* **DATA LISTING**:
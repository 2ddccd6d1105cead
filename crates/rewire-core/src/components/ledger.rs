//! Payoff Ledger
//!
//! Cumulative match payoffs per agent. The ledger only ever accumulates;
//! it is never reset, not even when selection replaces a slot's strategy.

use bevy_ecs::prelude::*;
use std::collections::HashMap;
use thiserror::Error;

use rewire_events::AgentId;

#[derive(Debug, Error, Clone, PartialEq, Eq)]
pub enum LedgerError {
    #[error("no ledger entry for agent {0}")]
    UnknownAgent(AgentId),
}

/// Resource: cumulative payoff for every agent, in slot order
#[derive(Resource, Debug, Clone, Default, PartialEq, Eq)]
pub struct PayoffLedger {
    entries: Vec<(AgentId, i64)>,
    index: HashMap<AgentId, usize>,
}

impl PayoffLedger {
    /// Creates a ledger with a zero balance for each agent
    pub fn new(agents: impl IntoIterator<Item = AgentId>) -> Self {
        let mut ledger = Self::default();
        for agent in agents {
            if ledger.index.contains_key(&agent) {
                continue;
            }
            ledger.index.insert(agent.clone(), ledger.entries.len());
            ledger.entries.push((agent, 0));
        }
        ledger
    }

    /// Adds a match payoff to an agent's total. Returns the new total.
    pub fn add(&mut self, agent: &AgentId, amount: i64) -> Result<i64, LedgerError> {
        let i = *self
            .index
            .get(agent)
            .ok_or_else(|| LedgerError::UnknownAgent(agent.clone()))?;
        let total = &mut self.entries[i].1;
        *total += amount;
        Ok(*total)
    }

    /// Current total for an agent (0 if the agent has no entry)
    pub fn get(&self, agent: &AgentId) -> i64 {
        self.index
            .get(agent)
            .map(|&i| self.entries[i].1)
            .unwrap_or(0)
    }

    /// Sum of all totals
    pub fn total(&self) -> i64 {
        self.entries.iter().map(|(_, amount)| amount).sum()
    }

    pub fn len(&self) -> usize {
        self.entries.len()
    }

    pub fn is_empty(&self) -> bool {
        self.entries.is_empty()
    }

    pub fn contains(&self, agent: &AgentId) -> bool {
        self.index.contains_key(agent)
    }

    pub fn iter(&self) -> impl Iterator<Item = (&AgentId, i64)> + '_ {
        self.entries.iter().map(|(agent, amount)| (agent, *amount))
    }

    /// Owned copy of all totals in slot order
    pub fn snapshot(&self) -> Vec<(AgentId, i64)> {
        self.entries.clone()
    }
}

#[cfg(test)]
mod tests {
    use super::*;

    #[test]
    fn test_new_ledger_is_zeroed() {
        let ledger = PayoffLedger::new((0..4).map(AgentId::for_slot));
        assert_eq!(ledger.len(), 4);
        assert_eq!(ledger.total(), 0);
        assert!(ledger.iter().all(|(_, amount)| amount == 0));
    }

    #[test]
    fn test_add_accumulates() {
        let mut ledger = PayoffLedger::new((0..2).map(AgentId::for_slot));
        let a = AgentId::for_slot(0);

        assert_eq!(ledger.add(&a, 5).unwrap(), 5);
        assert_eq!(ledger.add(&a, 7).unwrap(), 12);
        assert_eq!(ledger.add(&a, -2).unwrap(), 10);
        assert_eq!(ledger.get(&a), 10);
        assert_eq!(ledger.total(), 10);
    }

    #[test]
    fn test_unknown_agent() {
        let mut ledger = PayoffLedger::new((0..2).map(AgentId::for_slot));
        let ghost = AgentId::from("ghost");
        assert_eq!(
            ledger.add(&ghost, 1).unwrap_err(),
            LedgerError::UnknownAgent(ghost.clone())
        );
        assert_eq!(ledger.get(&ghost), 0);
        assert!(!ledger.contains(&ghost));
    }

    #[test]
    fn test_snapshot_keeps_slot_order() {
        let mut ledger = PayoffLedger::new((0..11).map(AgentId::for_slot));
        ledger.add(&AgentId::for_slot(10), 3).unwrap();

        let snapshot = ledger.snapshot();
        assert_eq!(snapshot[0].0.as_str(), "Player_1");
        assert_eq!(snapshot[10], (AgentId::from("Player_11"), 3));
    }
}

* **ACTION ITEM**: Those lines above that contain the string "match" should be returned.

* **EXERCISE RESPONSE**:
//! Cumulative match payoffs per agent. The ledger only ever accumulates;
    /// Adds a match payoff to an agent's total. Returns the new total.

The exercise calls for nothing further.